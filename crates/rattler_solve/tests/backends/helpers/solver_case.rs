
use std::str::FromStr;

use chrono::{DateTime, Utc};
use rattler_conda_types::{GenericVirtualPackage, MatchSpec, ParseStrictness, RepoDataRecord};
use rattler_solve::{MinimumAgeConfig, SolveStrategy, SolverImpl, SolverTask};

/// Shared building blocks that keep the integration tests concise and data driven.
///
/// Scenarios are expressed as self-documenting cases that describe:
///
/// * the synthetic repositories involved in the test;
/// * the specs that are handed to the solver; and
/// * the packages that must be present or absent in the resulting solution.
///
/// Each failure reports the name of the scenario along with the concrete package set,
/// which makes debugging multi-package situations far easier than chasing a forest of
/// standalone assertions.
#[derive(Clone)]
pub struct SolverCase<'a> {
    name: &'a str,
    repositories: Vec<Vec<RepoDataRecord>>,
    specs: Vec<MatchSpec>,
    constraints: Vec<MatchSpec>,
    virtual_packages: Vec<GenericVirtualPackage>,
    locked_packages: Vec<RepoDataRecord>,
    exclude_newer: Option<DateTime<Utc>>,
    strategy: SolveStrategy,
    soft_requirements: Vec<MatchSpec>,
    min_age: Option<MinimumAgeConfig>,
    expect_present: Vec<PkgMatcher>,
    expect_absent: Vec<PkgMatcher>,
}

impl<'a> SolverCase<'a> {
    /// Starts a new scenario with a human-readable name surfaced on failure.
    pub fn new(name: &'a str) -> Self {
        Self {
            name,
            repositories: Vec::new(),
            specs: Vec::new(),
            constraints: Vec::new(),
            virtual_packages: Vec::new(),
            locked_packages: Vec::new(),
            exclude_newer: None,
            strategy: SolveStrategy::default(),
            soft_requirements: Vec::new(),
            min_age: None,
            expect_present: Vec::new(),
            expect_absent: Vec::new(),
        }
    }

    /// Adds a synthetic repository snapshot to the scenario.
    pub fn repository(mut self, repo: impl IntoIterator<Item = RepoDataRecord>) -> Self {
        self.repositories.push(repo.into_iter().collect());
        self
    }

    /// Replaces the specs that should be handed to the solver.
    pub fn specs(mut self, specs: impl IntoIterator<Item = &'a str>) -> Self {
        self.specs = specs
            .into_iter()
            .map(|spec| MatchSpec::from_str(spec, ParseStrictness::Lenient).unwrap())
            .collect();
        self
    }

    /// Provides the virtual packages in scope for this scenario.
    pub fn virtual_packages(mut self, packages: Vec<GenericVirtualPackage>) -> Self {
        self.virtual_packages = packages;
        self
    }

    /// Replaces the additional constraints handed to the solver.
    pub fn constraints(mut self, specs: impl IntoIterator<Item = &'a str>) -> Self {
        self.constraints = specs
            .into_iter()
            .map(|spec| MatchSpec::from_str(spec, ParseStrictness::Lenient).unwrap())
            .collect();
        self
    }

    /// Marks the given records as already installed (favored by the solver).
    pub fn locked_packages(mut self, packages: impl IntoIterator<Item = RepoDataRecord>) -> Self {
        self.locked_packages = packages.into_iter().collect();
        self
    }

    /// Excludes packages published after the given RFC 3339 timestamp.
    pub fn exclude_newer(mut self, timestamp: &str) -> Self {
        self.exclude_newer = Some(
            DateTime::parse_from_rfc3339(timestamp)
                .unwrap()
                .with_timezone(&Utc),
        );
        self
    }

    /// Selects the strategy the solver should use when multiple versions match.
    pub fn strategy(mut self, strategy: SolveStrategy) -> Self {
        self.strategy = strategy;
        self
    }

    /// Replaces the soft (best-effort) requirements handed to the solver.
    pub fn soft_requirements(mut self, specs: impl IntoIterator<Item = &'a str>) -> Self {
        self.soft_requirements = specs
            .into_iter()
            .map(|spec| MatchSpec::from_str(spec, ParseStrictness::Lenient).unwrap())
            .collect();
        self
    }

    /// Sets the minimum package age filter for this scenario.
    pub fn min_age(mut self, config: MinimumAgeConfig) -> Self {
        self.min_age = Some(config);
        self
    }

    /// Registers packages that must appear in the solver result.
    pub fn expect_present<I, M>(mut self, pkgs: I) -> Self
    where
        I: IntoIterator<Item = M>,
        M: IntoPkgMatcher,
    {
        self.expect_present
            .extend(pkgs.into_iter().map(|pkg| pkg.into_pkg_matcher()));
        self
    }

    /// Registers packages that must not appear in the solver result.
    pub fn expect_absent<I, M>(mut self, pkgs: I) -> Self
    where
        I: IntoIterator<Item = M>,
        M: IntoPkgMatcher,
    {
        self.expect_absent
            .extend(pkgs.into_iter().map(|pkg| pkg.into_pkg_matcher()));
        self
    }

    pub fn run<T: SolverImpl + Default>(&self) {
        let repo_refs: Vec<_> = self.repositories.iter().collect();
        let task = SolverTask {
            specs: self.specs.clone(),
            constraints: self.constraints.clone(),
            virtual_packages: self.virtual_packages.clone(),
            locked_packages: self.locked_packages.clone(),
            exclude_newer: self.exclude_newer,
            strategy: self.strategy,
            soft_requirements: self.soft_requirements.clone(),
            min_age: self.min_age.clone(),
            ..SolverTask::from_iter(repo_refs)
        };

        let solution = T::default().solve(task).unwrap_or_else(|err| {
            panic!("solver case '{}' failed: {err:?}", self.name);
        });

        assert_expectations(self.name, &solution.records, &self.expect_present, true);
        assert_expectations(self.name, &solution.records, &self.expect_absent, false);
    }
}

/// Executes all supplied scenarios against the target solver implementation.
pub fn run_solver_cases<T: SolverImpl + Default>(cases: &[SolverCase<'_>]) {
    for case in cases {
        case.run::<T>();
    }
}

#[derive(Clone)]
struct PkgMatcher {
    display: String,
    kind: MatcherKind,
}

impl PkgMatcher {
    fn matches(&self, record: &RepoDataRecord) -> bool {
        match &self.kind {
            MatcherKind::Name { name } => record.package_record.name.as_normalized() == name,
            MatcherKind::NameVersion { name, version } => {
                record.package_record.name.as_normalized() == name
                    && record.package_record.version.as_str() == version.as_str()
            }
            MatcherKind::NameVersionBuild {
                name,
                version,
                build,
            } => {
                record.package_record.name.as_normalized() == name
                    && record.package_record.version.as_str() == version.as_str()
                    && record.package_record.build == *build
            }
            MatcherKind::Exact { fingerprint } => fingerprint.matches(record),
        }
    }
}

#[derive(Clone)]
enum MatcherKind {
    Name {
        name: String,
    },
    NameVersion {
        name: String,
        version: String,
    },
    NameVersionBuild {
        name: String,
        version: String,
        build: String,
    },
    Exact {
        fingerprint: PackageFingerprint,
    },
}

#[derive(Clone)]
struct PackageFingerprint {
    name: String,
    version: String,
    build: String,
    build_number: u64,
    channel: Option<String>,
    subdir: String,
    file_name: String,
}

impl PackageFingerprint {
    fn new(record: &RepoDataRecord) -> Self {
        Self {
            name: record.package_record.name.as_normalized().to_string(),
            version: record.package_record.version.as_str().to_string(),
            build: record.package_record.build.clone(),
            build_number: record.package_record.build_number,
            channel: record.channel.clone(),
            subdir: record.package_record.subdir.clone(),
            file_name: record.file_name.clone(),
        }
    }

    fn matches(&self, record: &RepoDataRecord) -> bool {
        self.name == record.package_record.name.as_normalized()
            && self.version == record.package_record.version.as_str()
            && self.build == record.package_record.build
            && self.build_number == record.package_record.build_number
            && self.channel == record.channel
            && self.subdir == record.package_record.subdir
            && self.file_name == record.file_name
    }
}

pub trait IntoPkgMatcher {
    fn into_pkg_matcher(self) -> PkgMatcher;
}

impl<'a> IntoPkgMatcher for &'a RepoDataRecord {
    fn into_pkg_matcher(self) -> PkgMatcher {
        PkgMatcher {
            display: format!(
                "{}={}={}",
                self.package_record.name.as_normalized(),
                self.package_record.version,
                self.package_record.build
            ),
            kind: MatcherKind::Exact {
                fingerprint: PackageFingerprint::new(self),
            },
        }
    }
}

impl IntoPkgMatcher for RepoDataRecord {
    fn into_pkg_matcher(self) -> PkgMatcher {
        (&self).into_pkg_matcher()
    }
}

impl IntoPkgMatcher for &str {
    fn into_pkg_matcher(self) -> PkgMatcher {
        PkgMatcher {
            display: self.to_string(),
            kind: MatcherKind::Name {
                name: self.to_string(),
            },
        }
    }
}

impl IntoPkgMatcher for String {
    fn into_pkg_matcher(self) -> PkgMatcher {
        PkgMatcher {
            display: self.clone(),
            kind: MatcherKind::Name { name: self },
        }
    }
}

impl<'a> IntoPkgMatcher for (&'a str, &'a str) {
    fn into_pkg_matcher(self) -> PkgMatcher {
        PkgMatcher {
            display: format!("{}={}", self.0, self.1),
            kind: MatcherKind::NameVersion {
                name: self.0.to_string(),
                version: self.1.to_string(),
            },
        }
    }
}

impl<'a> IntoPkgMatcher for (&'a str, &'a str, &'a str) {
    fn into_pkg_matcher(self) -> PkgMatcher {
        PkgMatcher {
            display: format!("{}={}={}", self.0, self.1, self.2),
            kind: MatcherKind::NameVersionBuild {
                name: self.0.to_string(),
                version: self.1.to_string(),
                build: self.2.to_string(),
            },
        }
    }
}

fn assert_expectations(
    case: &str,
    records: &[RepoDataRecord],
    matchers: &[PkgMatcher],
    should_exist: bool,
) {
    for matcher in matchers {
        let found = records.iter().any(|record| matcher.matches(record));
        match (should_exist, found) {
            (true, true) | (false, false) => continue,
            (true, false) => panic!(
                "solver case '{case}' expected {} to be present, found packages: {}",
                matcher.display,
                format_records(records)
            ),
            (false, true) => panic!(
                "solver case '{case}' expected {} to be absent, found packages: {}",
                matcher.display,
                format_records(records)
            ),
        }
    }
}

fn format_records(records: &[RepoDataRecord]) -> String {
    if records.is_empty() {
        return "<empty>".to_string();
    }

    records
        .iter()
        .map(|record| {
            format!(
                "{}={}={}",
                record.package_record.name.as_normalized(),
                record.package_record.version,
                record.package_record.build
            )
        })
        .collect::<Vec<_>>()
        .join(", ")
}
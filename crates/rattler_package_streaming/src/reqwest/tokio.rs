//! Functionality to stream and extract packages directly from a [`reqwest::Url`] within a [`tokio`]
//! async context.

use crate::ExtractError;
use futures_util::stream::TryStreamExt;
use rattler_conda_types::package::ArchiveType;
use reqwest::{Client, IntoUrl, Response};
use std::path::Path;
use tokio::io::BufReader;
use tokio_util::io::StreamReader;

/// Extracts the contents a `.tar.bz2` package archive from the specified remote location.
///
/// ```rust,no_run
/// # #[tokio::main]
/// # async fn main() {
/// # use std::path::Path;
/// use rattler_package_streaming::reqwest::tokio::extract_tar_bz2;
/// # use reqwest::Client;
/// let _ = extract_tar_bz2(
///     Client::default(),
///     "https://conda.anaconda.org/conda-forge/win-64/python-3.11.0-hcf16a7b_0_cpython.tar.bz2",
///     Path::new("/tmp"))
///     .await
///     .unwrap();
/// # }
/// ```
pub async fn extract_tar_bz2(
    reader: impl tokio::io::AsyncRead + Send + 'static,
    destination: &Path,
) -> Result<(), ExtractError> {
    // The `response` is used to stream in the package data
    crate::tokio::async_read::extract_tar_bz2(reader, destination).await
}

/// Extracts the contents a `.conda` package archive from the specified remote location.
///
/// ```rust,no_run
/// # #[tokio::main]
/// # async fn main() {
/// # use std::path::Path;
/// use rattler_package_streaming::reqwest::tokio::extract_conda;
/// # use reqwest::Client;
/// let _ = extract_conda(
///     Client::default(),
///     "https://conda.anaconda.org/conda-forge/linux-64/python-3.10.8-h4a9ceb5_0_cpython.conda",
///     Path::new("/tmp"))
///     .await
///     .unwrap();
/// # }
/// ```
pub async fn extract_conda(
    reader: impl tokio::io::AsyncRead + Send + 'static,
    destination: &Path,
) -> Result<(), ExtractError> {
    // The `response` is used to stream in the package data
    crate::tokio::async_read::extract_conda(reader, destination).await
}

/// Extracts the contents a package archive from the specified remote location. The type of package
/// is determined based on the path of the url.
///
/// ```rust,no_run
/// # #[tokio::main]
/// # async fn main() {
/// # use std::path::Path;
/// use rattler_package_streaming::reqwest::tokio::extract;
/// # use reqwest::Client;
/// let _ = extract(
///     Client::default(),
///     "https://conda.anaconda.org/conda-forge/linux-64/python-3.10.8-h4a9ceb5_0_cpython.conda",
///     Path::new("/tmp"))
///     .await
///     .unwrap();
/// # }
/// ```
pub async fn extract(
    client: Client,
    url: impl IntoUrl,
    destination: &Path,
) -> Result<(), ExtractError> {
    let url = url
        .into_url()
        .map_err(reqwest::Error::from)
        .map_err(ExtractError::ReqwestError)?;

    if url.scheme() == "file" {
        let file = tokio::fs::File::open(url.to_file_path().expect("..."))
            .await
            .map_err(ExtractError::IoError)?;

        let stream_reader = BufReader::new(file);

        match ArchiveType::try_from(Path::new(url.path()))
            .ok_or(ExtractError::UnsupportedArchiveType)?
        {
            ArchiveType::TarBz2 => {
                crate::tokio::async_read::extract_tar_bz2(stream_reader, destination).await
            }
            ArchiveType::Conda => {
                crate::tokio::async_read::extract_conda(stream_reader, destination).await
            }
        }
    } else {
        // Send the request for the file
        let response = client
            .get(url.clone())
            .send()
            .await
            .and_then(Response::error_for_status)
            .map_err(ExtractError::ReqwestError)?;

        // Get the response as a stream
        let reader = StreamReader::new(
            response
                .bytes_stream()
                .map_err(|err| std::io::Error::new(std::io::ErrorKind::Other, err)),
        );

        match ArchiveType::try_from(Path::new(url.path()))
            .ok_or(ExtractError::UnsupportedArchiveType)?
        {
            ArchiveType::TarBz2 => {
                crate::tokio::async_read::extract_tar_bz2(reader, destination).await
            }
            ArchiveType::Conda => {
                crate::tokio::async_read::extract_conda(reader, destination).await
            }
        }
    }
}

········

[TASK GOAL] The answer must consist of each line in the entries above that includes "given".

[OUTPUT]
    /// Marks the given records as already installed (favored by the solver).
    /// Excludes packages published after the given RFC 3339 timestamp.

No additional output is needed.